Sunday, July 23, 2017

Ants


Ants



            Charlie picked up the pencil and stabbed the paper again.  If he couldn’t pass basic robotics, he’d never make it as an engineer.  His parents would disown him, and he’d have to sweep floors for a living.  He’d seen the others.

            Why did school have to be so difficult? Charlie asked.  He’d rather spend his days outside and inside with delicious coffee and well-written books.  One day, he hoped to publish his own short work since he had little talent writing novels.     

            While Charlie felt sorry for himself, a little creepy ran across his desk.  Looking down, he saw a busy ant scurry off of the surface and back to the half opened window.  It had six legs of annoyance and ten seconds to live. 

            Charlie shut the door as fast as he could.  He figured the thing was a minor disruptor, and he went back to his endless drills.  His curly, brown hair grabbed him as he attempted to straighten it out.  The words got lost in a translation of sorrow. 

            Suddenly, Charlie noticed another being run across his page with quick legs and a dark body that helped him hide in the warm dirt. 

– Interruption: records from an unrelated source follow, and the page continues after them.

use std::path::PathBuf;

use tabless_engine::input::Key;
use url::Url;

/// Behaviour switches of the [`EventBridge`](crate::EventBridge).
#[derive(Debug, Clone)]
pub struct BridgeOptions {
    /// Wrap every animation-frame tick in a GPU validation error scope and
    /// terminate on the first captured error.
    pub validation_scopes: bool,

    /// Keys that quit cleanly (exit code 0).
    pub quit_keys: Vec<Key>,

    /// Keys that force an exit with code 1.
    pub force_exit_keys: Vec<Key>,
}

impl Default for BridgeOptions {
    fn default() -> Self {
        Self {
            validation_scopes: true,
            quit_keys: vec![Key::Escape],
            force_exit_keys: vec![Key::Character('q')],
        }
    }
}

impl BridgeOptions {
    /// Defaults, with `TABLESS_VALIDATION=0` turning error scopes off.
    pub fn from_env() -> Self {
        let mut options = Self::default();
        if let Some(flag) = env_flag("TABLESS_VALIDATION") {
            options.validation_scopes = flag;
        }
        options
    }
}

/// Where the resource loader looks for and stores assets.
#[derive(Debug, Clone)]
pub struct LoaderConfig {
    /// Relative paths are tried here before going to the network.
    pub asset_dir: PathBuf,

    /// Root of the on-disk download cache.
    pub cache_dir: PathBuf,

    /// Remote root relative paths resolve against when not found locally.
    pub base_url: Option<Url>,

    /// `(prefix, replacement)` pairs applied to request URLs before resolution.
    /// The first matching prefix wins.
    pub prefix_rewrites: Vec<(String, String)>,

    /// Always hit the network, refreshing the cache file.
    pub bypass_cache: bool,
}

impl Default for LoaderConfig {
    fn default() -> Self {
        Self {
            asset_dir: PathBuf::from("."),
            cache_dir: PathBuf::from(".cache/tabless"),
            base_url: None,
            prefix_rewrites: Vec::new(),
            bypass_cache: false,
        }
    }
}

impl LoaderConfig {
    /// Defaults overridden by `TABLESS_ASSET_DIR`, `TABLESS_CACHE_DIR`,
    /// `TABLESS_BASE_URL` and `TABLESS_NO_CACHE`.
    pub fn from_env() -> Self {
        let mut config = Self::default();

        if let Ok(dir) = std::env::var("TABLESS_ASSET_DIR") {
            config.asset_dir = dir.into();
        }
        if let Ok(dir) = std::env::var("TABLESS_CACHE_DIR") {
            config.cache_dir = dir.into();
        }
        if let Ok(base) = std::env::var("TABLESS_BASE_URL") {
            match Url::parse(&base) {
                Ok(url) => config.base_url = Some(url),
                Err(e) => log::warn!("ignoring TABLESS_BASE_URL={base:?}: {e}"),
            }
        }
        if let Some(flag) = env_flag("TABLESS_NO_CACHE") {
            config.bypass_cache = flag;
        }

        config
    }

    pub fn with_prefix(mut self, prefix: impl Into<String>, replacement: impl Into<String>) -> Self {
        self.prefix_rewrites.push((prefix.into(), replacement.into()));
        self
    }
}

fn env_flag(name: &str) -> Option<bool> {
    let value = std::env::var(name).ok()?;
    parse_flag(&value)
}

fn parse_flag(value: &str) -> Option<bool> {
    match value.trim().to_ascii_lowercase().as_str() {
        "1" | "true" | "yes" | "on" => Some(true),
        "0" | "false" | "no" | "off" => Some(false),
        _ => None,
    }
}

            I wonder what it would be like to be an ant, Charlie mused.  He pushed the back of his office chair until the thick plastic mated with the floor.  Blood gushed like a waterfall down his face. The hard, wooden floor refused him mercy.  Not only, but the thin pages had mixed in with the mess.

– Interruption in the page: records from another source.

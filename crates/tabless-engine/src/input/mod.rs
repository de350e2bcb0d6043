//! Input subsystem.
//!
//! Public API is platform-agnostic and does not expose winit types.
//! The runtime translates platform events into [`NativeEvent`]s; the browser
//! host turns those into DOM events.

mod native;
pub(crate) mod platform;
mod state;
mod types;

pub use native::{EventKind, NativeEvent};
pub use state::{PointerSample, PointerState};
pub use types::{Key, Modifiers, MouseButton, MouseWheelDelta};
//! The demo page: a clear colour cycling through hues, nudged by pointer
//! drags and the wheel, with an optional image drawn on the canvas' 2D
//! overlay.

use std::cell::RefCell;
use std::rc::Rc;

use anyhow::Context;
use tabless_browser::prelude::*;
use tabless_engine::device::{AcquireError, WgpuBackend};

use crate::overlay::OverlayPass;

type PageScope<'a> = Scope<'a, WgpuBackend>;

/// Degrees per second.
const HUE_SPEED: f64 = 24.0;

struct Page {
    canvas: ElementId,
    hue_offset: f64,
    lightness: f64,
    image: Option<ElementId>,
    /// Canvas size the image was last drawn at; resizing clears the raster.
    image_drawn_at: Option<(u32, u32)>,
    overlay: Option<OverlayPass>,
}

type Shared = Rc<RefCell<Page>>;

pub fn setup(scope: &mut PageScope<'_>, image_src: Option<&str>) -> anyhow::Result<()> {
    let canvas = scope.browser.create_element("canvas")?;
    scope.browser.set_attribute(canvas, "id", "gfx")?;
    let body = scope.browser.document().body();
    scope.browser.document_mut().append_child(body, canvas)?;

    scope.browser.get_context(canvas, "webgpu")?;
    let format = scope.gpu().preferred_format();
    scope
        .canvas_context()?
        .configure(CanvasConfiguration::new(format));

    let mut page = Page {
        canvas,
        hue_offset: 0.0,
        lightness: 0.5,
        image: None,
        image_drawn_at: None,
        overlay: None,
    };

    if let Some(src) = image_src {
        scope.browser.get_context(canvas, "2d")?;
        let img = scope.browser.create_element("img")?;
        let src_owned = src.to_string();
        scope.browser.add_event_listener(img, "error", move |_, _| {
            log::warn!("demo image {src_owned} did not load");
            Ok(())
        })?;
        scope.browser.set_image_src(img, src)?;
        page.image = Some(img);
        page.overlay = Some(OverlayPass::new(scope, format));
    }

    let page: Shared = Rc::new(RefCell::new(page));
    add_listeners(scope, &page)?;

    log::info!("demo page ready, canvas format {format:?}");
    request_frame(scope, page);
    Ok(())
}

fn add_listeners(scope: &mut PageScope<'_>, page: &Shared) -> anyhow::Result<()> {
    let canvas = page.borrow().canvas;

    let drag = page.clone();
    scope.browser.add_event_listener(canvas, "pointermove", move |_, event| {
        if let Some(p) = event.pointer().filter(|p| p.buttons & 1 != 0) {
            drag.borrow_mut().hue_offset += p.movement_x * 0.5;
        }
        Ok(())
    })?;

    let wheel = page.clone();
    scope.browser.add_event_listener(canvas, "wheel", move |_, event| {
        if let Some(w) = event.wheel() {
            let step = if w.delta_mode == tabless_browser::dom::DOM_DELTA_LINE { 0.02 } else { 0.001 };
            let mut page = wheel.borrow_mut();
            page.lightness = (page.lightness - w.delta_y * step).clamp(0.1, 0.9);
        }
        Ok(())
    })?;

    scope.browser.add_window_listener("resize", |_, event| {
        if let EventDetail::Resize { inner_width, inner_height, device_pixel_ratio } = event.detail {
            log::info!("resize to {inner_width}x{inner_height} @{device_pixel_ratio}x");
        }
        Ok(())
    });
    Ok(())
}

fn request_frame(scope: &mut PageScope<'_>, page: Shared) {
    scope
        .browser
        .request_animation_frame(move |scope, t| frame(scope, t, page));
}

fn frame(scope: &mut PageScope<'_>, t: f64, page: Shared) -> anyhow::Result<()> {
    {
        let mut state = page.borrow_mut();
        draw_image(scope, &mut state)?;

        let hue = (t / 1000.0 * HUE_SPEED + state.hue_offset).rem_euclid(360.0);
        let [r, g, b] = hsl_to_rgb(hue, 0.6, state.lightness);

        let mut ctx = scope.canvas_context()?;
        let target = match ctx.get_current_texture() {
            Ok(texture) => texture,
            // Zero-sized canvas: try again next frame.
            Err(HostError::Surface(AcquireError::Skipped(reason))) => {
                log::trace!("frame skipped: {reason}");
                drop(ctx);
                drop(state);
                request_frame(scope, page);
                return Ok(());
            }
            Err(e) => return Err(e).context("getCurrentTexture"),
        };
        let overlay = state.image.is_some().then(|| ctx.overlay_texture());
        drop(ctx);

        let gpu = scope.gpu();
        let backend = gpu.backend();
        let device = backend.device();
        let view = target.create_view(&wgpu::TextureViewDescriptor::default());
        let mut encoder = device.create_command_encoder(&wgpu::CommandEncoderDescriptor {
            label: Some("tabless demo frame"),
        });

        {
            let _clear = encoder.begin_render_pass(&wgpu::RenderPassDescriptor {
                label: Some("tabless demo clear"),
                color_attachments: &[Some(wgpu::RenderPassColorAttachment {
                    view: &view,
                    resolve_target: None,
                    ops: wgpu::Operations {
                        load: wgpu::LoadOp::Clear(wgpu::Color { r, g, b, a: 1.0 }),
                        store: wgpu::StoreOp::Store,
                    },
                    depth_slice: None,
                })],
                depth_stencil_attachment: None,
                timestamp_writes: None,
                occlusion_query_set: None,
                multiview_mask: None,
            });
        }

        if let (Some(pass), Some(overlay)) = (state.overlay.as_mut(), overlay.as_ref()) {
            pass.draw(device, &mut encoder, &view, overlay);
        }
        backend.queue().submit(std::iter::once(encoder.finish()));
    }

    request_frame(scope, page);
    Ok(())
}

/// Draws the loaded image centred on the 2D overlay, once per canvas size.
fn draw_image(scope: &mut PageScope<'_>, page: &mut Page) -> anyhow::Result<()> {
    let Some(img) = page.image else {
        return Ok(());
    };
    let size = scope.browser.document().canvas(page.canvas)?.size();
    if page.image_drawn_at == Some(size) {
        return Ok(());
    }
    let Some(decoded) = scope.browser.document().image(img)?.decoded().cloned() else {
        return Ok(());
    };

    let dx = (size.0 as i64 - decoded.width as i64) / 2;
    let dy = (size.1 as i64 - decoded.height as i64) / 2;
    scope.browser.raster_mut(page.canvas)?.draw_image(&decoded, dx, dy)?;
    page.image_drawn_at = Some(size);
    log::debug!("drew {}x{} image at {dx},{dy}", decoded.width, decoded.height);
    Ok(())
}

fn hsl_to_rgb(hue: f64, saturation: f64, lightness: f64) -> [f64; 3] {
    let c = (1.0 - (2.0 * lightness - 1.0).abs()) * saturation;
    let h = hue / 60.0;
    let x = c * (1.0 - (h.rem_euclid(2.0) - 1.0).abs());
    let (r, g, b) = match h as u32 {
        0 => (c, x, 0.0),
        1 => (x, c, 0.0),
        2 => (0.0, c, x),
        3 => (0.0, x, c),
        4 => (x, 0.0, c),
        _ => (c, 0.0, x),
    };
    let m = lightness - c / 2.0;
    [r + m, g + m, b + m]
}

#[cfg(test)]
mod tests {
    use super::*;

    #[test]
    fn primary_hues() {
        let close = |a: [f64; 3], b: [f64; 3]| a.iter().zip(b).all(|(x, y)| (x - y).abs() < 1e-9);
        assert!(close(hsl_to_rgb(0.0, 1.0, 0.5), [1.0, 0.0, 0.0]));
        assert!(close(hsl_to_rgb(120.0, 1.0, 0.5), [0.0, 1.0, 0.0]));
        assert!(close(hsl_to_rgb(240.0, 1.0, 0.5), [0.0, 0.0, 1.0]));
        assert!(close(hsl_to_rgb(90.0, 0.0, 0.25), [0.25, 0.25, 0.25]));
    }
}
use std::io::Cursor;

use base64::Engine as _;
use image::{imageops, ImageFormat, Pixel, Rgba, RgbaImage};

use crate::decode::DecodedImage;
use crate::error::{HostError, Result};

/// Pixels returned by `getImageData` and accepted by `putImageData`.
#[derive(Debug, Clone, PartialEq, Eq)]
pub struct ImageData {
    pub width: u32,
    pub height: u32,
    /// Unpremultiplied RGBA8, row-major, no padding.
    pub data: Vec<u8>,
}

impl ImageData {
    /// Transparent black pixels.
    pub fn new(width: u32, height: u32) -> Self {
        Self {
            width,
            height,
            data: vec![0; width as usize * height as usize * 4],
        }
    }
}

/// CPU backing store of a canvas `2d` context.
#[derive(Debug)]
pub struct RasterSurface {
    pixels: RgbaImage,
    fill_style: [u8; 4],
    /// Set by every mutation; the bridge uploads the overlay when it is set.
    dirty: bool,
}

impl RasterSurface {
    pub fn new(width: u32, height: u32) -> Self {
        Self {
            pixels: RgbaImage::new(width, height),
            fill_style: [0, 0, 0, 255],
            dirty: false,
        }
    }

    pub fn width(&self) -> u32 {
        self.pixels.width()
    }

    pub fn height(&self) -> u32 {
        self.pixels.height()
    }

    /// Raw RGBA8 bytes, `4 * width` per row.
    pub fn as_rgba(&self) -> &[u8] {
        self.pixels.as_raw()
    }

    pub fn pixel(&self, x: u32, y: u32) -> [u8; 4] {
        self.pixels.get_pixel(x, y).0
    }

    /// Reallocates the buffer; contents and drawing state reset.
    pub(crate) fn resize(&mut self, width: u32, height: u32) {
        self.pixels = RgbaImage::new(width, height);
        self.fill_style = [0, 0, 0, 255];
        self.dirty = true;
    }

    pub fn fill_style(&self) -> [u8; 4] {
        self.fill_style
    }

    /// `ctx.fillStyle = value`. Unparseable values are ignored, as in browsers.
    pub fn set_fill_style(&mut self, value: &str) {
        match parse_css_color(value) {
            Some(color) => self.fill_style = color,
            None => log::debug!("ignoring unsupported fillStyle {value:?}"),
        }
    }

    pub fn fill_rect(&mut self, x: f64, y: f64, w: f64, h: f64) {
        let color = Rgba(self.fill_style);
        let Some((x0, y0, x1, y1)) = self.clip(x, y, w, h) else {
            return;
        };
        for py in y0..y1 {
            for px in x0..x1 {
                self.pixels.get_pixel_mut(px, py).blend(&color);
            }
        }
        self.dirty = true;
    }

    pub fn clear_rect(&mut self, x: f64, y: f64, w: f64, h: f64) {
        let Some((x0, y0, x1, y1)) = self.clip(x, y, w, h) else {
            return;
        };
        for py in y0..y1 {
            for px in x0..x1 {
                self.pixels.put_pixel(px, py, Rgba([0, 0, 0, 0]));
            }
        }
        self.dirty = true;
    }

    /// `ctx.drawImage(image, dx, dy)` with source-over blending.
    pub fn draw_image(&mut self, image: &DecodedImage, dx: i64, dy: i64) -> Result<()> {
        let top = RgbaImage::from_raw(image.width, image.height, image.pixels.clone()).ok_or_else(
            || HostError::UnsupportedImageSource("decoded image has inconsistent size".into()),
        )?;
        imageops::overlay(&mut self.pixels, &top, dx, dy);
        self.dirty = true;
        Ok(())
    }

    /// Copies a region out; pixels outside the canvas read as transparent black.
    pub fn get_image_data(&self, sx: i64, sy: i64, sw: u32, sh: u32) -> ImageData {
        let mut out = ImageData::new(sw, sh);
        for row in 0..sh {
            for col in 0..sw {
                let (x, y) = (sx + col as i64, sy + row as i64);
                if let Some(p) = self.get(x, y) {
                    let at = (row as usize * sw as usize + col as usize) * 4;
                    out.data[at..at + 4].copy_from_slice(&p);
                }
            }
        }
        out
    }

    /// Writes pixels verbatim (no blending), clipped to the canvas.
    pub fn put_image_data(&mut self, data: &ImageData, dx: i64, dy: i64) {
        for row in 0..data.height {
            for col in 0..data.width {
                let (x, y) = (dx + col as i64, dy + row as i64);
                if !self.contains(x, y) {
                    continue;
                }
                let at = (row as usize * data.width as usize + col as usize) * 4;
                let Some(src) = data.data.get(at..at + 4) else {
                    return;
                };
                self.pixels
                    .put_pixel(x as u32, y as u32, Rgba([src[0], src[1], src[2], src[3]]));
            }
        }
        self.dirty = true;
    }

    /// PNG encoding of the current contents.
    pub fn to_png(&self) -> Result<Vec<u8>> {
        let mut bytes = Vec::new();
        self.pixels.write_to(&mut Cursor::new(&mut bytes), ImageFormat::Png)?;
        Ok(bytes)
    }

    /// `canvas.toDataURL()`; a zero-area canvas yields `data:,` like browsers.
    pub fn to_data_url(&self) -> Result<String> {
        if self.width() == 0 || self.height() == 0 {
            return Ok("data:,".to_string());
        }
        let png = self.to_png()?;
        Ok(format!(
            "data:image/png;base64,{}",
            base64::engine::general_purpose::STANDARD.encode(png)
        ))
    }

    /// Returns whether the surface changed since the last call.
    pub(crate) fn take_dirty(&mut self) -> bool {
        std::mem::take(&mut self.dirty)
    }

    fn contains(&self, x: i64, y: i64) -> bool {
        x >= 0 && y >= 0 && x < self.width() as i64 && y < self.height() as i64
    }

    fn get(&self, x: i64, y: i64) -> Option<[u8; 4]> {
        self.contains(x, y).then(|| self.pixels.get_pixel(x as u32, y as u32).0)
    }

    /// Normalizes a rectangle (negative extents allowed) and clips it to the
    /// buffer. Returns half-open pixel bounds.
    fn clip(&self, x: f64, y: f64, w: f64, h: f64) -> Option<(u32, u32, u32, u32)> {
        if !(x.is_finite() && y.is_finite() && w.is_finite() && h.is_finite()) {
            return None;
        }
        let (l, r) = if w < 0.0 { (x + w, x) } else { (x, x + w) };
        let (t, b) = if h < 0.0 { (y + h, y) } else { (y, y + h) };

        let x0 = l.round().clamp(0.0, self.width() as f64) as u32;
        let x1 = r.round().clamp(0.0, self.width() as f64) as u32;
        let y0 = t.round().clamp(0.0, self.height() as f64) as u32;
        let y1 = b.round().clamp(0.0, self.height() as f64) as u32;
        (x0 < x1 && y0 < y1).then_some((x0, y0, x1, y1))
    }
}

/// Parses the CSS color forms demo code uses: `#rgb`, `#rgba`, `#rrggbb`,
/// `#rrggbbaa`, `rgb()`, `rgba()` and a few keywords.
pub fn parse_css_color(value: &str) -> Option<[u8; 4]> {
    let value = value.trim().to_ascii_lowercase();

    if let Some(hex) = value.strip_prefix('#') {
        return parse_hex(hex);
    }

    if let Some(args) = value
        .strip_prefix("rgba(")
        .or_else(|| value.strip_prefix("rgb("))
        .and_then(|rest| rest.strip_suffix(')'))
    {
        let parts: Vec<&str> = args
            .split([',', ' ', '/'])
            .map(str::trim)
            .filter(|p| !p.is_empty())
            .collect();
        if parts.len() != 3 && parts.len() != 4 {
            return None;
        }
        let channel = |s: &str| -> Option<u8> {
            match s.strip_suffix('%') {
                Some(pct) => Some((pct.parse::<f64>().ok()?.clamp(0.0, 100.0) * 2.55).round() as u8),
                None => Some(s.parse::<f64>().ok()?.round().clamp(0.0, 255.0) as u8),
            }
        };
        let alpha = match parts.get(3) {
            None => 255,
            Some(a) => match a.strip_suffix('%') {
                Some(pct) => (pct.parse::<f64>().ok()?.clamp(0.0, 100.0) * 2.55).round() as u8,
                None => (a.parse::<f64>().ok()?.clamp(0.0, 1.0) * 255.0).round() as u8,
            },
        };
        return Some([channel(parts[0])?, channel(parts[1])?, channel(parts[2])?, alpha]);
    }

    match value.as_str() {
        "black" => Some([0, 0, 0, 255]),
        "white" => Some([255, 255, 255, 255]),
        "red" => Some([255, 0, 0, 255]),
        "green" => Some([0, 128, 0, 255]),
        "lime" => Some([0, 255, 0, 255]),
        "blue" => Some([0, 0, 255, 255]),
        "yellow" => Some([255, 255, 0, 255]),
        "gray" | "grey" => Some([128, 128, 128, 255]),
        "transparent" => Some([0, 0, 0, 0]),
        _ => None,
    }
}

fn parse_hex(hex: &str) -> Option<[u8; 4]> {
    if !hex.chars().all(|c| c.is_ascii_hexdigit()) {
        return None;
    }
    let nibble = |i: usize| u8::from_str_radix(&hex[i..=i], 16).ok().map(|v| v * 17);
    let byte = |i: usize| u8::from_str_radix(&hex[i..i + 2], 16).ok();
    match hex.len() {
        3 => Some([nibble(0)?, nibble(1)?, nibble(2)?, 255]),
        4 => Some([nibble(0)?, nibble(1)?, nibble(2)?, nibble(3)?]),
        6 => Some([byte(0)?, byte(2)?, byte(4)?, 255]),
        8 => Some([byte(0)?, byte(2)?, byte(4)?, byte(6)?]),
        _ => None,
    }
}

            “DAMMIT!” Charlie yelled.  The neighbor beneath his apartment banged on the wall.  He salvaged his assignment as much as possible.  The pages laughed at him from their crypt.  He’d never finish.

            Getting up, he gathered the pages and laid them next to his desk.

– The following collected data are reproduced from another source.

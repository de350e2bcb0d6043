//! GPU device + surface management.
//!
//! This module is responsible for:
//! - the `GpuBackend` seam the browser host talks to
//! - creating the wgpu Instance/Adapter/Device/Queue behind that seam
//! - configuring, acquiring and presenting the window surface

mod backend;
mod error;
mod gpu;
mod init;
mod surface;

pub use backend::GpuBackend;
pub use error::{AcquireError, SurfaceErrorAction};
pub use gpu::WgpuBackend;
pub use init::GpuInit;
pub use surface::{choose_alpha_mode, choose_surface_format};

            Why me? He asked the cosmos.  What great offense could he have possibly inflicted upon the universe?  Outside, the wind breathed, and the small Aloe Vera plant swayed its juicy arms.   Lightning came down and cursed a tree.  The tree shifted east and west then a great branch fell down like a dead baby.

            Charlie made his way back to his desk.  The bleeding had stopped.  Now there was the chore of cleaning the flood up.  He picked up the disordered papers.  Suddenly, three ants appeared and ran across his desk like little commandos. 

            “Why have you been employed to destroy my future?!” He asked of the small creatures.  They paid him no mind in their quest for food.  The leader of them disappeared first. The others left Charlie’s sight. He decided to let it go. 

            I need a drink, he told himself.  He’d go for some whiskey.  Recently, he’d passed the twenty one year mark, and this surprised him somehow.  Life had roared into his ears a few times.  He’d die without a future, a tiny voice within said, teasing him with his own thoughts. 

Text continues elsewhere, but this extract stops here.